Kuhn & Komor (康茂洋行), also known colloquially as K&K, was a Hungarian multinational luxury jeweler and specialty retailer headquartered in Shanghai, China. K&K produced jewelry, sterling silver, china, crystal, stationery, and personal accessories. K&K was renowned in East Asia for its luxury goods, also being called the "Asprey of Asia."

== History ==
The Komor family was Jewish and originally came from Budapest, Hungary.

Moritz Montague Kuhn (d. 1901) founded Kuhn & Co in Yokohama in 1869, a shop filled with Curios, curiosities from the Far East (or souvenir shop). Siegfried Komor (1863-1935), the nephew of Kuhn, came to Japan in 1887 to work for his uncle, followed by the son of Kuhn, Arthur, who arrived in Japan in 1890. In 1894, Siegfried Komor and Arthur Kuhn founded Kuhn & Komor in Yokohama.

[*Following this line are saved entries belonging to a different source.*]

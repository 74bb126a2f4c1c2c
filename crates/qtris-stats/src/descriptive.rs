/// Summary statistics over a dataset of `f32` values.
#[derive(Debug, Clone)]
pub struct DescriptiveStats {
    pub count: usize,
    pub min: f32,
    pub max: f32,
    pub mean: f32,
    pub median: f32,
    /// Population variance.
    pub variance: f32,
    pub std_dev: f32,
}

impl DescriptiveStats {
    /// Computes statistics from unsorted values; `None` for an empty dataset.
    ///
    /// ```
    /// # use qtris_stats::descriptive::DescriptiveStats;
    /// let stats = DescriptiveStats::new([5.0, 2.0, 4.0, 1.0, 3.0]).unwrap();
    /// assert_eq!(stats.min, 1.0);
    /// assert_eq!(stats.max, 5.0);
    /// assert_eq!(stats.median, 3.0);
    /// assert_eq!(stats.variance, 2.0);
    /// ```
    #[must_use]
    pub fn new<I>(values: I) -> Option<Self>
    where
        I: IntoIterator<Item = f32>,
    {
        let mut values = values.into_iter().collect::<Vec<_>>();
        values.sort_by(f32::total_cmp);
        Self::from_sorted(&values)
    }

    /// Computes statistics from values already sorted in ascending order
    /// under [`f32::total_cmp`].
    #[expect(clippy::cast_precision_loss)]
    #[must_use]
    pub fn from_sorted(sorted_values: &[f32]) -> Option<Self> {
        debug_assert!(
            sorted_values.is_sorted_by(|a, b| a.total_cmp(b).is_le()),
            "values must be sorted in ascending order"
        );

        let min = *sorted_values.first()?;
        let max = *sorted_values.last()?;
        let count = sorted_values.len();
        let n = count as f32;
        let mean = sorted_values.iter().sum::<f32>() / n;
        let median = sorted_values[count / 2];
        let variance = sorted_values
            .iter()
            .map(|v| (v - mean).powi(2))
            .sum::<f32>()
            / n;

        Some(Self {
            count,
            min,
            max,
            mean,
            median,
            variance,
            std_dev: variance.sqrt(),
        })
    }

    /// Standard deviation relative to the mean.
    ///
    /// Returns `None` when the mean is zero or negative, where the ratio has no
    /// useful meaning for the non-negative scores and errors tracked here.
    #[must_use]
    pub fn coefficient_of_variation(&self) -> Option<f32> {
        (self.mean > 0.0).then(|| self.std_dev / self.mean)
    }
}
use std::{fmt, path::PathBuf};

use anyhow::Context as _;
use qtris_evaluator::{
    state_vector::{self, INPUT_SIZE},
    value_network::ValueNetwork,
};
use qtris_training::checkpoint::{self, TrainingMetadata};
use rand::SeedableRng as _;
use rand_pcg::Pcg32;

#[derive(Debug, Clone, clap::Args)]
pub(crate) struct InspectArg {
    /// Checkpoint to inspect
    #[arg(default_value = "qtris_model.txt")]
    checkpoint: PathBuf,
    /// Number of input features to list by weight magnitude
    #[arg(long, default_value_t = 10)]
    top_features: usize,
}

/// Input features ordered by the mean absolute weight of their connections.
#[expect(clippy::cast_precision_loss)]
fn feature_importance(network: &ValueNetwork) -> Vec<(usize, f32)> {
    let mut importance: Vec<(usize, f32)> = network
        .input_weights()
        .iter()
        .enumerate()
        .map(|(i, row)| (i, row.iter().map(|w| w.abs()).sum::<f32>() / row.len() as f32))
        .collect();
    importance.sort_by(|a, b| b.1.total_cmp(&a.1));
    importance
}

/// Text report of a checkpoint.
struct CheckpointReport<'a> {
    network: &'a ValueNetwork,
    metadata: Option<&'a TrainingMetadata>,
    top_features: usize,
}

impl fmt::Display for CheckpointReport<'_> {
    fn fmt(&self, f: &mut fmt::Formatter<'_>) -> fmt::Result {
        writeln!(f, "=== Training State ===")?;
        match self.metadata {
            Some(m) => {
                writeln!(f, "Epsilon: {:.4} (min {:.4}, decay {:.4})", m.epsilon, m.epsilon_min, m.epsilon_decay)?;
                writeln!(
                    f,
                    "Learning rate: {}, gamma: {}, batch size: {}",
                    m.learning_rate, m.gamma, m.batch_size
                )?;
                writeln!(f, "Training steps: {}, games: {}", m.training_steps, m.total_games)?;
                writeln!(
                    f,
                    "Best score: {:.0}, average: {:.1}, previous average: {:.1}",
                    m.best_score, m.average_score, m.previous_average_score
                )?;
            }
            None => writeln!(f, "(no metadata block)")?,
        }

        writeln!(f)?;
        writeln!(f, "=== Weights ===")?;
        writeln!(f, "{}", self.network.weight_stats())?;
        let saturation = self.network.saturation_report();
        writeln!(f, "{saturation}")?;
        if saturation.has_warnings() {
            writeln!(f, "Warning: some parameter groups look saturated or degenerate")?;
        }

        writeln!(f)?;
        writeln!(f, "=== Strongest Inputs ===")?;
        let top = self.top_features.min(INPUT_SIZE);
        for (index, weight) in feature_importance(self.network).into_iter().take(top) {
            writeln!(f, "{:>20}: {weight:.4}", state_vector::feature_name(index))?;
        }
        Ok(())
    }
}

pub(crate) fn run(arg: &InspectArg) -> anyhow::Result<()> {
    let mut network = ValueNetwork::new(&mut Pcg32::seed_from_u64(0));
    let mut metadata = TrainingMetadata::default();
    let has_metadata = checkpoint::load_checkpoint(&arg.checkpoint, &mut network, &mut metadata)
        .with_context(|| format!("Failed to inspect checkpoint: {}", arg.checkpoint.display()))?;

    println!("Checkpoint: {}", arg.checkpoint.display());
    let report = CheckpointReport {
        network: &network,
        metadata: has_metadata.then_some(&metadata),
        top_features: arg.top_features,
    };
    print!("{report}");
    Ok(())
}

The company opened a shop in the Shanghai Palace Hotel in Shanghai. They later opened a shop on No. 37 Water Street (水町通り) in Yokohama. The company existed until 1913 when Siegfried Komor retired to Budapest and renamed Komor and Komor and continued until 1936 and failed to survive under Siegfried’s sons control with the outbreak of World War II brought it to an end.

Items by Kuhn & Komor receive high prices on auctions.